How Much Celery Seed Should You Take Daily?

Most celery seed supplements are taken at doses between 75 mg and 1,340 mg per day, but there is no officially established daily dose. Clinical trials have used widely varying amounts depending on the form (whole seed powder vs. concentrated extract) and the health goal, and regulatory bodies have not set a standard recommendation. That means the “right” amount depends heavily on what product you’re using and why.

Doses Used in Clinical Research

The handful of human studies on celery seed have tested noticeably different amounts. A randomized, triple-blind clinical trial in 51 people with high blood pressure used four capsules totaling 1,340 mg of celery seed extract per day for four weeks. Participants took the supplement alongside their usual blood pressure medication, and the researchers observed a significant drop in fasting blood sugar over that period.

A separate clinical trial currently registered on ClinicalTrials.gov is testing a much smaller dose: 75 mg of celery seed twice a day (150 mg total) for 12 weeks, looking at blood pressure, blood sugar, triglycerides, and cholesterol. That’s roughly one-ninth the dose used in the blood pressure trial above, which illustrates how unsettled the dosing question really is.

Another trial used 400 mg per day of a specific compound naturally found in celery seed, split into two 200 mg capsules, over 90 days. That study focused on stroke recovery rather than general supplementation, so it’s not directly comparable to what most people buying celery seed at a health store are looking for. Still, it’s one of the few controlled human trials that exists.

Extract vs. Whole Seed Powder

This distinction matters more than most supplement labels make clear. A concentrated celery seed extract contains a higher proportion of the active compounds (particularly one called 3-n-butylphthalide, or 3nB) per milligram than ground whole seeds do. Taking 500 mg of a standardized extract is not the same as taking 500 mg of crushed celery seed.

If your supplement label says “celery seed extract” and lists a standardization percentage, you’re working with a more potent product. If it simply says “celery seed” or “celery seed powder,” you’re getting the whole seed in ground form, and you’d generally need a larger amount to get equivalent levels of active compounds. Always check what form your specific product contains before comparing doses across different brands or studies.
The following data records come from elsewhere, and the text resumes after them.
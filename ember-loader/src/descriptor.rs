//! Declarative descriptor files and their classification.
//!
//! A descriptor file is parsed into one of the raw shapes below, then
//! classified into a [`Descriptor`]. Classification is pure: it never touches
//! registries, catalogs or the network.

use std::path::{Path, PathBuf};

use anyhow::Context as _;
use serde::Deserialize;

/// Raw shape of a file under the commands directory.
#[derive(Clone, Debug, Default, Deserialize)]
pub struct CommandFile {
    #[serde(default)]
    pub ignore: bool,
    pub data: Option<CommandMetadata>,
    #[serde(default, alias = "subCommand")]
    pub sub_command: Option<String>,
    #[serde(default)]
    pub global: bool,
    #[serde(default)]
    pub developer: bool,
    #[serde(default, alias = "initialReply")]
    pub initial_reply: bool,
}

#[derive(Clone, Debug, Default, Deserialize)]
pub struct CommandMetadata {
    pub name: Option<String>,
    pub description: Option<String>,
}

/// Raw shape of a file under the events directory.
#[derive(Clone, Debug, Default, Deserialize)]
pub struct EventFile {
    pub event: Option<EventFields>,
}

#[derive(Clone, Debug, Default, Deserialize)]
pub struct EventFields {
    #[serde(default)]
    pub ignore: bool,
    pub name: Option<String>,
    #[serde(default)]
    pub rest: bool,
    #[serde(default)]
    pub once: bool,
    #[serde(default, alias = "friendlyName")]
    pub friendly_name: Option<String>,
    pub handler: Option<String>,
}

#[derive(Clone, Debug, PartialEq, Eq)]
pub enum Descriptor {
    Command(CommandSpec),
    SubCommand(SubCommandSpec),
    Event(EventSpec),
    Invalid(InvalidDescriptor),
}

#[derive(Clone, Copy, Debug, PartialEq, Eq)]
pub enum CommandScope {
    Global,
    Guild,
}

#[derive(Clone, Debug, PartialEq, Eq)]
pub struct CommandSpec {
    pub name: String,
    pub description: Option<String>,
    pub scope: CommandScope,
    pub developer: bool,
    pub initial_reply: bool,
    pub source: PathBuf,
}

#[derive(Clone, Debug, PartialEq, Eq)]
pub struct SubCommandSpec {
    pub tag: String,
    pub source: PathBuf,
}

/// Which emitter a listener is attached to.
#[derive(Clone, Copy, Debug, PartialEq, Eq)]
pub enum Transport {
    Client,
    Rest,
}

#[derive(Clone, Copy, Debug, PartialEq, Eq)]
pub enum ListenMode {
    On,
    Once,
}

#[derive(Clone, Debug, PartialEq, Eq)]
pub struct EventSpec {
    pub name: String,
    pub friendly_name: Option<String>,
    pub transport: Transport,
    pub mode: ListenMode,
    pub handler: String,
    pub source: PathBuf,
}

/// A descriptor that was rejected. Event-only display fields stay `None` for commands.
#[derive(Clone, Debug, PartialEq, Eq)]
pub struct InvalidDescriptor {
    pub source: PathBuf,
    pub reason: String,
    pub friendly_name: Option<String>,
    pub mode: Option<ListenMode>,
}

impl Descriptor {
    pub fn invalid(source: &Path, reason: impl Into<String>) -> Self {
        Descriptor::Invalid(InvalidDescriptor {
            source: source.to_path_buf(),
            reason: reason.into(),
            friendly_name: None,
            mode: None,
        })
    }
}

/// Parse a command file. `None` means it sets `ignore = true`; the other
/// fields of an ignored file are never validated.
pub fn parse_command_file(text: &str) -> anyhow::Result<Option<CommandFile>> {
    let table: toml::Table = text.parse().context("invalid command descriptor")?;
    if is_ignored(&table) {
        return Ok(None);
    }

    let file = toml::Value::Table(table)
        .try_into()
        .context("invalid command descriptor")?;
    Ok(Some(file))
}

/// Parse an event file. `None` means its `[event]` table sets `ignore = true`.
pub fn parse_event_file(text: &str) -> anyhow::Result<Option<EventFile>> {
    let table: toml::Table = text.parse().context("invalid event descriptor")?;
    if table
        .get("event")
        .and_then(toml::Value::as_table)
        .is_some_and(is_ignored)
    {
        return Ok(None);
    }

    let file = toml::Value::Table(table)
        .try_into()
        .context("invalid event descriptor")?;
    Ok(Some(file))
}

fn is_ignored(table: &toml::Table) -> bool {
    table.get("ignore").and_then(toml::Value::as_bool) == Some(true)
}

/// Classify a command file. `None` means the file opted out with `ignore`.
pub fn classify_command(file: CommandFile, source: &Path) -> Option<Descriptor> {
    if file.ignore {
        return None;
    }

    let tag = non_blank(file.sub_command);
    if file.data.is_none() && tag.is_none() {
        return Some(Descriptor::invalid(
            source,
            "missing both `data` and `sub_command`",
        ));
    }

    if let Some(tag) = tag {
        return Some(Descriptor::SubCommand(SubCommandSpec {
            tag,
            source: source.to_path_buf(),
        }));
    }

    let metadata = file.data.unwrap_or_default();
    let Some(name) = non_blank(metadata.name) else {
        return Some(Descriptor::invalid(source, "`data.name` is missing"));
    };

    Some(Descriptor::Command(CommandSpec {
        name,
        description: non_blank(metadata.description),
        scope: if file.global {
            CommandScope::Global
        } else {
            CommandScope::Guild
        },
        developer: file.developer,
        initial_reply: file.initial_reply,
        source: source.to_path_buf(),
    }))
}

/// Classify an event file. `None` means there is no `[event]` table or it is ignored.
pub fn classify_event(file: EventFile, source: &Path) -> Option<Descriptor> {
    let event = file.event?;
    if event.ignore {
        return None;
    }

    let mode = if event.once {
        ListenMode::Once
    } else {
        ListenMode::On
    };
    let friendly_name = non_blank(event.friendly_name);

    let Some(name) = non_blank(event.name) else {
        return Some(Descriptor::Invalid(InvalidDescriptor {
            source: source.to_path_buf(),
            reason: "`event.name` is missing".to_owned(),
            friendly_name,
            mode: Some(mode),
        }));
    };

    Some(Descriptor::Event(EventSpec {
        handler: non_blank(event.handler).unwrap_or_else(|| name.clone()),
        name,
        friendly_name,
        transport: if event.rest {
            Transport::Rest
        } else {
            Transport::Client
        },
        mode,
        source: source.to_path_buf(),
    }))
}

/// Last path component of a descriptor file, used when it has no usable name.
pub fn file_label(path: &Path) -> String {
    path.file_name()
        .and_then(|name| name.to_str())
        .unwrap_or("unknown")
        .to_owned()
}

fn non_blank(value: Option<String>) -> Option<String> {
    value
        .map(|value| value.trim().to_owned())
        .filter(|value| !value.is_empty())
}
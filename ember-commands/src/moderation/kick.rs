use tracing::{error, warn};

use poise::serenity_prelude as serenity;

use ember_core::{Context, Error};
use ember_utils::embed::{moderation_action_embed, moderation_dm_embed};
use ember_utils::permissions::{HierarchyVerdict, has_user_permission, moderation_hierarchy};

const DEFAULT_REASON: &str = "No reason provided";

async fn reply(ctx: Context<'_>, content: &str) -> Result<(), Error> {
    ctx.send(
        poise::CreateReply::default()
            .content(content)
            .ephemeral(true),
    )
    .await?;
    Ok(())
}

/// Kick a member from the server.
#[poise::command(slash_command, guild_only, category = "Moderation")]
pub async fn kick(
    ctx: Context<'_>,
    #[description = "The member to kick"] user: serenity::User,
    #[description = "Reason for the kick"] reason: Option<String>,
) -> Result<(), Error> {
    let Some(guild_id) = ctx.guild_id() else {
        return reply(ctx, "This command can only be used in a server.").await;
    };

    if !has_user_permission(
        ctx.http(),
        guild_id,
        ctx.author().id,
        serenity::Permissions::KICK_MEMBERS,
    )
    .await?
    {
        return reply(ctx, "You need the Kick Members permission to do that.").await;
    }

    if user.id == ctx.author().id {
        return reply(ctx, "You can't kick yourself.").await;
    }

    let bot_id = ctx.framework().bot_id;
    if user.id == bot_id {
        return reply(ctx, "I can't kick myself.").await;
    }

    match moderation_hierarchy(ctx.http(), guild_id, ctx.author().id, bot_id, user.id).await? {
        HierarchyVerdict::Allowed => {}
        HierarchyVerdict::ActorTooLow => {
            return reply(ctx, "That member's highest role is not below yours.").await;
        }
        HierarchyVerdict::BotTooLow => {
            return reply(ctx, "That member's highest role is not below mine.").await;
        }
    }

    let guild_name = guild_id
        .name(ctx.cache())
        .unwrap_or_else(|| "the server".to_owned());
    let dm = serenity::CreateMessage::new().embed(moderation_dm_embed(
        &guild_name,
        "kicked",
        reason.as_deref(),
    ));
    if let Err(source) = user.direct_message(ctx, dm).await {
        warn!(?source, user = %user.id, "could not notify kicked member");
    }

    let kick_result = guild_id
        .kick_with_reason(ctx.http(), user.id, reason.as_deref().unwrap_or(DEFAULT_REASON))
        .await;

    if let Err(source) = kick_result {
        error!(?source, "kick request failed");
        return reply(
            ctx,
            "I couldn't kick that user. Check role hierarchy and permissions.",
        )
        .await;
    }

    // The interaction reply is ephemeral once deferred; the action embed goes
    // to the channel instead.
    let embed = moderation_action_embed(&user, "kicked", reason.as_deref());
    ctx.channel_id()
        .send_message(ctx, serenity::CreateMessage::new().embed(embed))
        .await?;

    reply(ctx, &format!("Kicked {}.", user.name)).await
}
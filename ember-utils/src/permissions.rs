use std::collections::HashMap;

use poise::serenity_prelude as serenity;

/// Resolve a member's effective guild permissions from their roles.
///
/// The guild owner resolves to every permission.
pub async fn resolve_user_permissions(
    http: &serenity::Http,
    guild_id: serenity::GuildId,
    user_id: serenity::UserId,
) -> anyhow::Result<serenity::Permissions> {
    let guild = guild_id.to_partial_guild(http).await?;
    if guild.owner_id == user_id {
        return Ok(serenity::Permissions::all());
    }

    let member = guild_id.member(http, user_id).await?;
    let roles = guild_id.roles(http).await?;

    let mut resolved = serenity::Permissions::empty();
    let everyone_role_id = serenity::RoleId::new(guild_id.get());

    for role in roles.values() {
        if role.id == everyone_role_id || member.roles.contains(&role.id) {
            resolved |= role.permissions;
        }
    }

    Ok(resolved)
}

pub async fn has_user_permission(
    http: &serenity::Http,
    guild_id: serenity::GuildId,
    user_id: serenity::UserId,
    required: serenity::Permissions,
) -> anyhow::Result<bool> {
    let perms = resolve_user_permissions(http, guild_id, user_id).await?;

    Ok(perms.contains(serenity::Permissions::ADMINISTRATOR) || perms.contains(required))
}

/// Position of the highest role a member holds, `0` when they only have `@everyone`.
pub fn highest_role_position(
    member_roles: &[serenity::RoleId],
    positions: &HashMap<serenity::RoleId, u16>,
) -> u16 {
    member_roles
        .iter()
        .filter_map(|role_id| positions.get(role_id).copied())
        .max()
        .unwrap_or(0)
}

#[derive(Clone, Copy, Debug, PartialEq, Eq)]
pub enum HierarchyVerdict {
    Allowed,
    ActorTooLow,
    BotTooLow,
}

/// Decide whether a moderator (and the bot) sit above the target.
///
/// The guild owner bypasses the moderator check; the bot never does.
pub fn check_hierarchy(
    actor_is_owner: bool,
    actor_position: u16,
    bot_position: u16,
    target_position: u16,
) -> HierarchyVerdict {
    if !actor_is_owner && target_position >= actor_position {
        return HierarchyVerdict::ActorTooLow;
    }

    if target_position >= bot_position {
        return HierarchyVerdict::BotTooLow;
    }

    HierarchyVerdict::Allowed
}

/// Fetch roles for the moderator, the bot and the target and compare them.
pub async fn moderation_hierarchy(
    http: &serenity::Http,
    guild_id: serenity::GuildId,
    actor_id: serenity::UserId,
    bot_id: serenity::UserId,
    target_id: serenity::UserId,
) -> anyhow::Result<HierarchyVerdict> {
    let guild = guild_id.to_partial_guild(http).await?;
    let positions: HashMap<serenity::RoleId, u16> = guild_id
        .roles(http)
        .await?
        .into_iter()
        .map(|(role_id, role)| (role_id, role.position))
        .collect();

    let actor = guild_id.member(http, actor_id).await?;
    let bot = guild_id.member(http, bot_id).await?;
    let target = guild_id.member(http, target_id).await?;

    Ok(check_hierarchy(
        guild.owner_id == actor_id,
        highest_role_position(&actor.roles, &positions),
        highest_role_position(&bot.roles, &positions),
        highest_role_position(&target.roles, &positions),
    ))
}

#[cfg(test)]
mod tests {
    use std::collections::HashMap;

    use poise::serenity_prelude as serenity;

    use super::{HierarchyVerdict, check_hierarchy, highest_role_position};

    #[test]
    fn highest_position_ignores_unknown_roles() {
        let positions = HashMap::from([
            (serenity::RoleId::new(10), 3_u16),
            (serenity::RoleId::new(11), 7_u16),
        ]);

        let roles = [
            serenity::RoleId::new(10),
            serenity::RoleId::new(11),
            serenity::RoleId::new(99),
        ];
        assert_eq!(highest_role_position(&roles, &positions), 7);
        assert_eq!(highest_role_position(&[], &positions), 0);
    }

    #[test]
    fn moderator_must_outrank_target() {
        assert_eq!(check_hierarchy(false, 5, 10, 5), HierarchyVerdict::ActorTooLow);
        assert_eq!(check_hierarchy(false, 6, 10, 5), HierarchyVerdict::Allowed);
    }

    #[test]
    fn owner_bypasses_moderator_check_but_not_bot_check() {
        assert_eq!(check_hierarchy(true, 0, 10, 5), HierarchyVerdict::Allowed);
        assert_eq!(check_hierarchy(true, 0, 5, 5), HierarchyVerdict::BotTooLow);
    }

    #[test]
    fn bot_must_outrank_target() {
        assert_eq!(check_hierarchy(false, 9, 4, 4), HierarchyVerdict::BotTooLow);
    }
}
How Long Before You Notice Anything

Celery seed is not a fast-acting supplement. The clinical trials that reported measurable changes ran for 4 to 12 weeks of daily use. The blood pressure trial saw shifts in blood sugar after four weeks of consistent supplementation. The ongoing metabolic syndrome trial is measuring outcomes at 12 weeks. If you’re expecting results in a few days, the research doesn’t support that timeline.

Who Should Avoid Celery Seed

Several groups should skip celery seed supplements entirely. Pregnant women should not take them because celery seed may cause uterine contractions and bleeding. People with active kidney inflammation should also avoid it. Because celery seed can lower blood pressure, anyone who already has low blood pressure should be cautious about adding it on top of that baseline.

If you’re allergic to birch pollen, you may also react to celery seed due to cross-reactivity between the two. Celery seed has not been studied in children, so it’s not recommended for anyone under 18. And one practical warning worth repeating: never use celery seeds sold for gardening. Those packets are typically treated with chemicals not intended for human consumption.

Sun Sensitivity at High Doses

Celery contains natural compounds called psoralens that can make your skin more reactive to UV light. At normal dietary levels, this is essentially a non-issue. But consuming large amounts of celery or concentrated celery seed extract can, in rare cases, trigger a phototoxic skin reaction when combined with sun exposure or tanning beds. The psoralens need UVA light (wavelengths between 320 and 400 nm) to activate, so the risk is specifically tied to UV exposure after ingestion. If you’re taking high-dose celery seed and spending significant time in the sun, this is worth keeping in mind.

A Practical Starting Point

Given the limited clinical data, a reasonable approach is to follow the dosage printed on your specific product’s label, since formulations vary so widely. Most commercial celery seed supplements fall somewhere between 500 mg and 1,500 mg per day for whole seed preparations, and lower amounts for standardized extracts. Splitting the dose into two servings (morning and evening) mirrors what several clinical trials have done.

The most important thing to understand is that celery seed supplementation is still an area with thin human evidence. The trials that do exist are small, and no major health authority has issued formal dosing guidelines. What we have are data points from individual studies, not a well-established therapeutic range. That gap between consumer interest and clinical certainty is real, and it’s worth factoring into your expectations.